The given line is \( y = -x \), which can be written as \( x + y = 0 \). Comparing this to the general form \( ax + by + c = 0 \), we have \( a = 1, b = 1, c = 0 \).
The formula for the image \( (x', y') \) of a point \( (x_1, y_1) \) with respect to the line \( ax + by + c = 0 \) is:
\[ \frac{x' - x_1}{a} = \frac{y' - y_1}{b} = \frac{-2(ax_1 + by_1 + c)}{a^2 + b^2} \]
Substitute the given values:
\[ \frac{x' - 2}{1} = \frac{y' - 3}{1} = \frac{-2(1(2) + 1(3) + 0)}{1^2 + 1^2} \]
\[ \frac{x' - 2}{1} = \frac{y' - 3}{1} = \frac{-2(2 + 3)}{1 + 1} \]
\[ \frac{x' - 2}{1} = \frac{y' - 3}{1} = \frac{-2(5)}{2} \]
\[ \frac{x' - 2}{1} = \frac{y' - 3}{1} = -5 \]
Now, equate the parts to find \( x' \) and \( y' \):
\( x' - 2 = -5 \)
\( x' = -5 + 2 \)
\( x' = -3 \)
\( y' - 3 = -5 \)
\( y' = -5 + 3 \)
\( y' = -2 \)
So, the image of the point \( (2, 3) \) in the line \( y = -x \) is \( (-3, -2) \). This means that the point is reflected across the line to find its new position.
In simple words: To find the image of a point across a line, we use a special formula. We put the point's numbers and the line's numbers into the formula, and it gives us the coordinates of the reflected point.
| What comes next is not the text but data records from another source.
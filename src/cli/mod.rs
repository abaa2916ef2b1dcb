mod client;

pub use client::{Client, ClientError};
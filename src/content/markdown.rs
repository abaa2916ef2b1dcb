//! Markdown files with a YAML front-matter block.

use thiserror::Error;

use super::Frontmatter;

const DELIMITER: &str = "---";

#[derive(Error, Debug)]
pub enum MarkdownError {
    #[error("front matter is not terminated by '---'")]
    Unterminated,

    #[error("invalid YAML front matter: {0}")]
    Yaml(#[from] serde_yaml::Error),

    #[error("front matter is not a mapping of string keys: {0}")]
    Shape(#[from] serde_json::Error),
}

/// A decoded article file.
#[derive(Debug, Clone, PartialEq)]
pub struct Document {
    pub frontmatter: Frontmatter,
    pub body: String,
}

/// Render front matter and body as `---\n<yaml>---\n<body>`.
///
/// Empty front matter produces the body alone. The result always ends with a
/// newline.
pub fn encode(frontmatter: &Frontmatter, body: &str) -> Result<String, MarkdownError> {
    let mut out = String::new();
    if !frontmatter.is_empty() {
        out.push_str(DELIMITER);
        out.push('\n');
        out.push_str(&serde_yaml::to_string(frontmatter)?);
        out.push_str(DELIMITER);
        out.push('\n');
    }
    out.push_str(body);
    if !out.ends_with('\n') {
        out.push('\n');
    }
    Ok(out)
}

/// Split a file into front matter and body.
///
/// A file that does not open with a `---` line has no front matter.
pub fn decode(text: &str) -> Result<Document, MarkdownError> {
    let text = text.strip_prefix('\u{feff}').unwrap_or(text);

    let Some(rest) = strip_delimiter_line(text) else {
        return Ok(Document {
            frontmatter: Frontmatter::new(),
            body: text.to_string(),
        });
    };

    let mut offset = 0;
    let mut closing = None;
    for line in rest.split_inclusive('\n') {
        if line.trim_end() == DELIMITER {
            closing = Some((offset, offset + line.len()));
            break;
        }
        offset += line.len();
    }
    let (yaml_end, body_start) = closing.ok_or(MarkdownError::Unterminated)?;

    let yaml: serde_yaml::Value = serde_yaml::from_str(&rest[..yaml_end])?;
    let frontmatter = match serde_json::to_value(yaml)? {
        serde_json::Value::Object(map) => map,
        serde_json::Value::Null => Frontmatter::new(),
        other => {
            return Err(MarkdownError::Shape(serde::de::Error::custom(format!(
                "expected a mapping, found {}",
                other
            ))));
        }
    };

    Ok(Document {
        frontmatter,
        body: rest[body_start..].to_string(),
    })
}

fn strip_delimiter_line(text: &str) -> Option<&str> {
    let rest = text.strip_prefix(DELIMITER)?;
    rest.strip_prefix("\r\n").or_else(|| rest.strip_prefix('\n'))
}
🎯 Exam Tip: Remember the special case for reflection across \( y = -x \): the image of \( (x, y) \) is \( (-y, -x) \). For \( (2, 3) \), it is \( (-3, -2) \). Always check for these shortcuts.

 

Question 17. The length of perpendicular from the origin to the line \( \frac{x}{3}-\frac{y}{4} = 1 \) is
(1) \( \frac{11}{5} \)
(2) \( \frac{5}{12} \)
(3) \( \frac{12}{5} \)
(4) \( -\frac{5}{12} \)
Answer: (3) \( \frac{12}{5} \)
The given equation of the line is \( \frac{x}{3} - \frac{y}{4} = 1 \).
To find the perpendicular distance, we first convert the line equation into the general form \( Ax + By + C = 0 \).
Multiply the entire equation by the least common multiple of 3 and 4, which is 12:
\( 12 \left( \frac{x}{3} \right) - 12 \left( \frac{y}{4} \right) = 12(1) \)
\( 4x - 3y = 12 \)
Rearrange to get the general form:
\( 4x - 3y - 12 = 0 \)
Here, \( A = 4, B = -3, C = -12 \).
The origin is the point \( (x_1, y_1) = (0, 0) \).
The formula for the length of the perpendicular from a point \( (x_1, y_1) \) to a line \( Ax + By + C = 0 \) is:
\[ d = \frac{|Ax_1 + By_1 + C|}{\sqrt{A^2 + B^2}} \]
Substitute the values:
\[ d = \frac{|4(0) - 3(0) - 12|}{\sqrt{4^2 + (-3)^2}} \]
\[ d = \frac{|0 - 0 - 12|}{\sqrt{16 + 9}} \]
\[ d = \frac{|-12|}{\sqrt{25}} \]
\[ d = \frac{12}{5} \]
The length of a perpendicular distance is always a positive value, as it represents a physical length. This calculation shows the exact distance from the origin to the line.
In simple words: We changed the line's equation into a standard form. Then, we used a specific formula to find the shortest distance from the point (0,0) to that line. The distance came out to be 12/5.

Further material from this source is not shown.